Putin leaves Beijing after Xi meeting with little progress on key China-Russia gas pipeline project
RUSSIAN President Vladimir Putin left Beijing on Wednesday night (May 20) with no sign of a breakthrough on a natural gas pipeline project with the potential to reshape global energy flows and geopolitics.
Russia has been trying for years to reach a deal on the Power of Siberia 2 link that would more than double its current gas exports to China. Putin’s state visit to the capital was expected to feature discussions as the Strait of Hormuz’s de-facto closure cast doubt on the long-term reliability of seaborne liquefied natural gas.

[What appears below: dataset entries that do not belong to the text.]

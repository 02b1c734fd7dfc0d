//! TL Language Server Protocol (LSP) library
//!
//! Wraps `tl-analysis` with tower-lsp:
//! - `server.rs`: document lifecycle, debounced diagnostics and requests
//! - `convert.rs`: analysis types to `lsp_types`
//! - `settings.rs`: configuration to analyzer and server switches
//! - `resolver.rs`: imported modules read from disk

pub mod capabilities;
pub mod convert;
pub mod document;
pub mod logging;
pub mod resolver;
pub mod server;
pub mod settings;

pub use server::{run_server, serve, TlLspServer};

“There is an understanding regarding all the key parameters for Power of Siberia 2,” Kremlin spokesman Dmitry Peskov told Russian media in Beijing. “There are just some details left to be finalised,” he said, adding that the timeframe for the link has not been determined.
While Peskov called this “quite a big achievement,” in fact, officials in Moscow have been making similar statements for years.
Such key details as pricing and volume flexibility for Power of Siberia 2 have yet to be decided and so far have proven to be stumbling blocks.
Gazprom has said it would sell to China at prices lower than what the remaining clients in Europe pay. But China is wary of becoming overly dependent on a single gas supplier, and Russia is already one of its top energy sources.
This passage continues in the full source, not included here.